(Stored data)
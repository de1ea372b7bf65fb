//! Application configuration module / 应用配置模块
//!
//! Loaded from config.json in the working directory.
//! Creates default config file on first run / 首次运行时创建默认配置文件

use serde::{Deserialize, Serialize};
use std::path::{Path, PathBuf};

use crate::search::pagination::DEFAULT_BAR_LENGTH;
use crate::search::types::DEFAULT_PAGE_SIZE;

/// Application configuration / 应用配置
#[derive(Debug, Clone, Default, Serialize, Deserialize)]
pub struct AppConfig {
    /// Server configuration / 服务器配置
    #[serde(default)]
    pub server: ServerConfig,
    /// Database configuration / 数据库配置
    #[serde(default)]
    pub database: DatabaseConfig,
    /// Listing and paging configuration / 列表分页配置
    #[serde(default)]
    pub board: BoardConfig,
}

/// Server configuration / 服务器配置
#[derive(Debug, Clone, Serialize, Deserialize)]
pub struct ServerConfig {
    pub host: String,
    pub port: u16,
}

/// Database configuration / 数据库配置
#[derive(Debug, Clone, Serialize, Deserialize)]
pub struct DatabaseConfig {
    /// Data directory path / 数据目录路径
    pub data_dir: String,
    /// Database file (relative to data_dir) / 数据库文件
    pub db_file: String,
    pub max_connections: u32,
}

/// Listing and paging configuration
#[derive(Debug, Clone, Serialize, Deserialize)]
pub struct BoardConfig {
    /// Page size when the request gives none
    pub page_size: i64,
    /// Largest page size a request may ask for
    pub max_page_size: i64,
    /// Page links shown in the paging bar
    pub bar_length: i64,
}

impl Default for ServerConfig {
    fn default() -> Self {
        Self {
            host: "0.0.0.0".to_string(),
            port: 8180,
        }
    }
}

impl Default for DatabaseConfig {
    fn default() -> Self {
        Self {
            data_dir: "data".to_string(),
            db_file: "board.db".to_string(),
            max_connections: 5,
        }
    }
}

impl Default for BoardConfig {
    fn default() -> Self {
        Self {
            page_size: DEFAULT_PAGE_SIZE,
            max_page_size: 100,
            bar_length: DEFAULT_BAR_LENGTH,
        }
    }
}

impl AppConfig {
    /// Get the full database URL / 获取完整的数据库URL
    pub fn get_database_url(&self) -> String {
        let db_path = Path::new(&self.database.data_dir).join(&self.database.db_file);
        format!("sqlite:{}?mode=rwc", db_path.to_string_lossy())
    }

    pub fn get_data_dir(&self) -> PathBuf {
        PathBuf::from(&self.database.data_dir)
    }

    /// Get the server bind address / 获取服务器绑定地址
    pub fn get_bind_address(&self) -> String {
        format!("{}:{}", self.server.host, self.server.port)
    }

    /// Reject paging values the board cannot serve
    pub fn validate(&self) -> Result<(), String> {
        let board = &self.board;
        if board.bar_length < 1 {
            return Err(format!("board.bar_length must be >= 1, got {}", board.bar_length));
        }
        if board.max_page_size < 1 {
            return Err(format!("board.max_page_size must be >= 1, got {}", board.max_page_size));
        }
        if board.page_size < 1 || board.page_size > board.max_page_size {
            return Err(format!(
                "board.page_size must be within 1..={}, got {}",
                board.max_page_size, board.page_size
            ));
        }
        if self.database.max_connections == 0 {
            return Err("database.max_connections must be >= 1".to_string());
        }
        Ok(())
    }
}

/// Get the config file path / 获取配置文件路径
fn get_config_path() -> PathBuf {
    std::env::current_dir()
        .unwrap_or_else(|_| PathBuf::from("."))
        .join("config.json")
}

/// Load configuration from ./config.json, creating it if missing
pub fn load_config() -> Result<AppConfig, String> {
    load_config_from(&get_config_path())
}

/// Load configuration from file, or create default if not exists / 加载配置文件，不存在则创建默认配置
pub fn load_config_from(config_path: &Path) -> Result<AppConfig, String> {
    let config = if config_path.exists() {
        let content = std::fs::read_to_string(config_path)
            .map_err(|e| format!("Failed to read config file: {}", e))?;

        let config: AppConfig = serde_json::from_str(&content)
            .map_err(|e| format!("Failed to parse config file: {}", e))?;

        tracing::info!("Loaded configuration from {:?}", config_path);
        config
    } else {
        let config = AppConfig::default();
        save_config_to(&config, config_path)?;
        tracing::info!("Created default configuration at {:?}", config_path);
        config
    };

    config.validate()?;
    Ok(config)
}

/// Save configuration to file / 保存配置到文件
pub fn save_config_to(config: &AppConfig, config_path: &Path) -> Result<(), String> {
    let content = serde_json::to_string_pretty(config)
        .map_err(|e| format!("Failed to serialize config: {}", e))?;

    std::fs::write(config_path, content)
        .map_err(|e| format!("Failed to write config file: {}", e))?;

    Ok(())
}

→ What you need to do:
Answer only with how many lines in the records include "ServerConfig".

→ Answer section:
3